REQUIRED ACTION
Restate all of the entries verbatim.

>>>

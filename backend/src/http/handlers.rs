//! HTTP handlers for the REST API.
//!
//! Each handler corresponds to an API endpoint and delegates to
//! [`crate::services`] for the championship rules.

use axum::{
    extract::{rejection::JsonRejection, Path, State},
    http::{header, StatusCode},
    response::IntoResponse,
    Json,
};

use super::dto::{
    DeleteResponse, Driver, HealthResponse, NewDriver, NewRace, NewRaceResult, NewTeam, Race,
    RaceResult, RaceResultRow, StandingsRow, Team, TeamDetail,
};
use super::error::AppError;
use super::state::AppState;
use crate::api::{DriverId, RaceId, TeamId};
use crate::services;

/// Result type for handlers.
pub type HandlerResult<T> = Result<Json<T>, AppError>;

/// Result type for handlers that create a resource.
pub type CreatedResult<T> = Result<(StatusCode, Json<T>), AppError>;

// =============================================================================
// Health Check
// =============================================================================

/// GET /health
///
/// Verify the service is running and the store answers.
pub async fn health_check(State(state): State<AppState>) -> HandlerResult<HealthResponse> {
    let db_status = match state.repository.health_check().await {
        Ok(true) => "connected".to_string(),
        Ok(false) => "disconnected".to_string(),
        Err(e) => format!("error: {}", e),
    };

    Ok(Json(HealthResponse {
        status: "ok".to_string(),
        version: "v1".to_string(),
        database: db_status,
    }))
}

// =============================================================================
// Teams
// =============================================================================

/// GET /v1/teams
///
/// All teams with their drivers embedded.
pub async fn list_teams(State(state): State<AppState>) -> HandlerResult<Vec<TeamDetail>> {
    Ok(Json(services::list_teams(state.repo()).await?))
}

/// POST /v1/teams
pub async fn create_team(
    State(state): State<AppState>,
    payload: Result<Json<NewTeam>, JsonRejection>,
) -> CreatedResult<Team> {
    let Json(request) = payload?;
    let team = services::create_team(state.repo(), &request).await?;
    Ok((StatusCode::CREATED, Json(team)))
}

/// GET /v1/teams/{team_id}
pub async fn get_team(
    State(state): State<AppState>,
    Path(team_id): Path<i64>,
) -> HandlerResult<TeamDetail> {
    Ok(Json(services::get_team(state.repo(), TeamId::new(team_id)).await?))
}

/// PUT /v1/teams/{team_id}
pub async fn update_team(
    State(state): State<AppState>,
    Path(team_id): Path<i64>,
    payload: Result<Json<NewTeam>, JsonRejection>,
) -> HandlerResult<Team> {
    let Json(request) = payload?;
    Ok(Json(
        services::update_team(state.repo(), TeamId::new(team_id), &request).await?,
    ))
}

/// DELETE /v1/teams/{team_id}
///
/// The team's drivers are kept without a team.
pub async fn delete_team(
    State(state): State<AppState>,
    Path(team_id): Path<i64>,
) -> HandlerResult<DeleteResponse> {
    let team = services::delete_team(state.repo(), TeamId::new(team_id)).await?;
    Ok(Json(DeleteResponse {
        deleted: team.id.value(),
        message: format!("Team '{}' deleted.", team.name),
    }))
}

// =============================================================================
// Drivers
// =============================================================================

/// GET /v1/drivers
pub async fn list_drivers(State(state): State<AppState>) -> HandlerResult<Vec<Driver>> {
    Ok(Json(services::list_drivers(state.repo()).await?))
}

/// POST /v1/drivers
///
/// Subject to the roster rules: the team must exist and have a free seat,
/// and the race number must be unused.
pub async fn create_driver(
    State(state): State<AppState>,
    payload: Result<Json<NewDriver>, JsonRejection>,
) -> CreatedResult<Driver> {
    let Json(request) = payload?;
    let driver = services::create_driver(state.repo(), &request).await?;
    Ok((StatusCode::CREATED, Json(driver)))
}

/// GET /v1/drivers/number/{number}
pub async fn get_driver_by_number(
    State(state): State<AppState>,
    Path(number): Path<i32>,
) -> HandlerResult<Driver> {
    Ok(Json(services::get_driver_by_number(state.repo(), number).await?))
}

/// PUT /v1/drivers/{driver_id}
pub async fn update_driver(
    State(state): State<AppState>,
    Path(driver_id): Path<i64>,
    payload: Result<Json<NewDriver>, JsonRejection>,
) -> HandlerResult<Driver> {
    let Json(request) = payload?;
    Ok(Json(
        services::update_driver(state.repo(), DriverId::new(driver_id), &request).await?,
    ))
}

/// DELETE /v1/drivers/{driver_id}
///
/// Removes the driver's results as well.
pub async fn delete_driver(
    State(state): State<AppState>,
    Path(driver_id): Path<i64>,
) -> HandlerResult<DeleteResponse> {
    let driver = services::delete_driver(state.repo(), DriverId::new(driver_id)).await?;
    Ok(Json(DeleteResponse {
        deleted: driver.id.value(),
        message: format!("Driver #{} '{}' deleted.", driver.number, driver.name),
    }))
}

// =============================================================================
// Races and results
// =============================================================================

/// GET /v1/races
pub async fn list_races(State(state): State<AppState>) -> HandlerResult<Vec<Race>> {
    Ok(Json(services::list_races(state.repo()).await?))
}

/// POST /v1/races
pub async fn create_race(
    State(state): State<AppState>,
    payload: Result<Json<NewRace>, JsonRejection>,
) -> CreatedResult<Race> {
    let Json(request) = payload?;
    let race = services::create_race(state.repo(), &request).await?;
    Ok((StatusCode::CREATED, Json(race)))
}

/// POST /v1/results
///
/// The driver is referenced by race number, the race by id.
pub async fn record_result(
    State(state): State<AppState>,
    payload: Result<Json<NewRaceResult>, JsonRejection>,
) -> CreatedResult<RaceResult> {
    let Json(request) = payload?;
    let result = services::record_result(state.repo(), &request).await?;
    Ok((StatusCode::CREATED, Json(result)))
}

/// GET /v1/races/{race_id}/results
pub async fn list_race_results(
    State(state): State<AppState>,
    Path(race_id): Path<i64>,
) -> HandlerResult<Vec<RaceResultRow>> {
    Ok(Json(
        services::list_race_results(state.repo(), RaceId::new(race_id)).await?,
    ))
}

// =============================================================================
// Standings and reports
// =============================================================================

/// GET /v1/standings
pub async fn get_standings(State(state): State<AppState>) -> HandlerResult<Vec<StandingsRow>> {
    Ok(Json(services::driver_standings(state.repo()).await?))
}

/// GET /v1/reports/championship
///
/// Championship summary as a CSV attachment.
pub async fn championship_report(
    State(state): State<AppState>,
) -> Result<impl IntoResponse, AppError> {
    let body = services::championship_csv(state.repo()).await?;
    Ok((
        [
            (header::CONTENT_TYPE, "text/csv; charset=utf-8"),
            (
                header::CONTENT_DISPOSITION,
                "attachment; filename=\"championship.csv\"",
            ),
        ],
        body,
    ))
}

<<<

ANSWER TO THIS PROBLEM
filename backend/src/http/handlers.rs
//! HTTP handlers for the REST API.
//!
//! Each handler corresponds to an API endpoint and delegates to
//! [`crate::services`] for the championship rules.

use axum::{
    extract::{rejection::JsonRejection, Path, State},
    http::{header, StatusCode},
    response::IntoResponse,
    Json,
};

use super::dto::{
    DeleteResponse, Driver, HealthResponse, NewDriver, NewRace, NewRaceResult, NewTeam, Race,
    RaceResult, RaceResultRow, StandingsRow, Team, TeamDetail,
};
use super::error::AppError;
use super::state::AppState;
use crate::api::{DriverId, RaceId, TeamId};
use crate::services;

/// Result type for handlers.
pub type HandlerResult<T> = Result<Json<T>, AppError>;

/// Result type for handlers that create a resource.
pub type CreatedResult<T> = Result<(StatusCode, Json<T>), AppError>;

// =============================================================================
// Health Check
// =============================================================================

/// GET /health
///
/// Verify the service is running and the store answers.
pub async fn health_check(State(state): State<AppState>) -> HandlerResult<HealthResponse> {
    let db_status = match state.repository.health_check().await {
        Ok(true) => "connected".to_string(),
        Ok(false) => "disconnected".to_string(),
        Err(e) => format!("error: {}", e),
    };

    Ok(Json(HealthResponse {
        status: "ok".to_string(),
        version: "v1".to_string(),
        database: db_status,
    }))
}

// =============================================================================
// Teams
// =============================================================================

/// GET /v1/teams
///
/// All teams with their drivers embedded.
pub async fn list_teams(State(state): State<AppState>) -> HandlerResult<Vec<TeamDetail>> {
    Ok(Json(services::list_teams(state.repo()).await?))
}

/// POST /v1/teams
pub async fn create_team(
    State(state): State<AppState>,
    payload: Result<Json<NewTeam>, JsonRejection>,
) -> CreatedResult<Team> {
    let Json(request) = payload?;
    let team = services::create_team(state.repo(), &request).await?;
    Ok((StatusCode::CREATED, Json(team)))
}

/// GET /v1/teams/{team_id}
pub async fn get_team(
    State(state): State<AppState>,
    Path(team_id): Path<i64>,
) -> HandlerResult<TeamDetail> {
    Ok(Json(services::get_team(state.repo(), TeamId::new(team_id)).await?))
}

/// PUT /v1/teams/{team_id}
pub async fn update_team(
    State(state): State<AppState>,
    Path(team_id): Path<i64>,
    payload: Result<Json<NewTeam>, JsonRejection>,
) -> HandlerResult<Team> {
    let Json(request) = payload?;
    Ok(Json(
        services::update_team(state.repo(), TeamId::new(team_id), &request).await?,
    ))
}

/// DELETE /v1/teams/{team_id}
///
/// The team's drivers are kept without a team.
pub async fn delete_team(
    State(state): State<AppState>,
    Path(team_id): Path<i64>,
) -> HandlerResult<DeleteResponse> {
    let team = services::delete_team(state.repo(), TeamId::new(team_id)).await?;
    Ok(Json(DeleteResponse {
        deleted: team.id.value(),
        message: format!("Team '{}' deleted.", team.name),
    }))
}

// =============================================================================
// Drivers
// =============================================================================

/// GET /v1/drivers
pub async fn list_drivers(State(state): State<AppState>) -> HandlerResult<Vec<Driver>> {
    Ok(Json(services::list_drivers(state.repo()).await?))
}

/// POST /v1/drivers
///
/// Subject to the roster rules: the team must exist and have a free seat,
/// and the race number must be unused.
pub async fn create_driver(
    State(state): State<AppState>,
    payload: Result<Json<NewDriver>, JsonRejection>,
) -> CreatedResult<Driver> {
    let Json(request) = payload?;
    let driver = services::create_driver(state.repo(), &request).await?;
    Ok((StatusCode::CREATED, Json(driver)))
}

/// GET /v1/drivers/number/{number}
pub async fn get_driver_by_number(
    State(state): State<AppState>,
    Path(number): Path<i32>,
) -> HandlerResult<Driver> {
    Ok(Json(services::get_driver_by_number(state.repo(), number).await?))
}

/// PUT /v1/drivers/{driver_id}
pub async fn update_driver(
    State(state): State<AppState>,
    Path(driver_id): Path<i64>,
    payload: Result<Json<NewDriver>, JsonRejection>,
) -> HandlerResult<Driver> {
    let Json(request) = payload?;
    Ok(Json(
        services::update_driver(state.repo(), DriverId::new(driver_id), &request).await?,
    ))
}

/// DELETE /v1/drivers/{driver_id}
///
/// Removes the driver's results as well.
pub async fn delete_driver(
    State(state): State<AppState>,
    Path(driver_id): Path<i64>,
) -> HandlerResult<DeleteResponse> {
    let driver = services::delete_driver(state.repo(), DriverId::new(driver_id)).await?;
    Ok(Json(DeleteResponse {
        deleted: driver.id.value(),
        message: format!("Driver #{} '{}' deleted.", driver.number, driver.name),
    }))
}

// =============================================================================
// Races and results
// =============================================================================

/// GET /v1/races
pub async fn list_races(State(state): State<AppState>) -> HandlerResult<Vec<Race>> {
    Ok(Json(services::list_races(state.repo()).await?))
}

/// POST /v1/races
pub async fn create_race(
    State(state): State<AppState>,
    payload: Result<Json<NewRace>, JsonRejection>,
) -> CreatedResult<Race> {
    let Json(request) = payload?;
    let race = services::create_race(state.repo(), &request).await?;
    Ok((StatusCode::CREATED, Json(race)))
}

/// POST /v1/results
///
/// The driver is referenced by race number, the race by id.
pub async fn record_result(
    State(state): State<AppState>,
    payload: Result<Json<NewRaceResult>, JsonRejection>,
) -> CreatedResult<RaceResult> {
    let Json(request) = payload?;
    let result = services::record_result(state.repo(), &request).await?;
    Ok((StatusCode::CREATED, Json(result)))
}

/// GET /v1/races/{race_id}/results
pub async fn list_race_results(
    State(state): State<AppState>,
    Path(race_id): Path<i64>,
) -> HandlerResult<Vec<RaceResultRow>> {
    Ok(Json(
        services::list_race_results(state.repo(), RaceId::new(race_id)).await?,
    ))
}

// =============================================================================
// Standings and reports
// =============================================================================

/// GET /v1/standings
pub async fn get_standings(State(state): State<AppState>) -> HandlerResult<Vec<StandingsRow>> {
    Ok(Json(services::driver_standings(state.repo()).await?))
}

/// GET /v1/reports/championship
///
/// Championship summary as a CSV attachment.
pub async fn championship_report(
    State(state): State<AppState>,
) -> Result<impl IntoResponse, AppError> {
    let body = services::championship_csv(state.repo()).await?;
    Ok((
        [
            (header::CONTENT_TYPE, "text/csv; charset=utf-8"),
            (
                header::CONTENT_DISPOSITION,
                "attachment; filename=\"championship.csv\"",
            ),
        ],
        body,
    ))
}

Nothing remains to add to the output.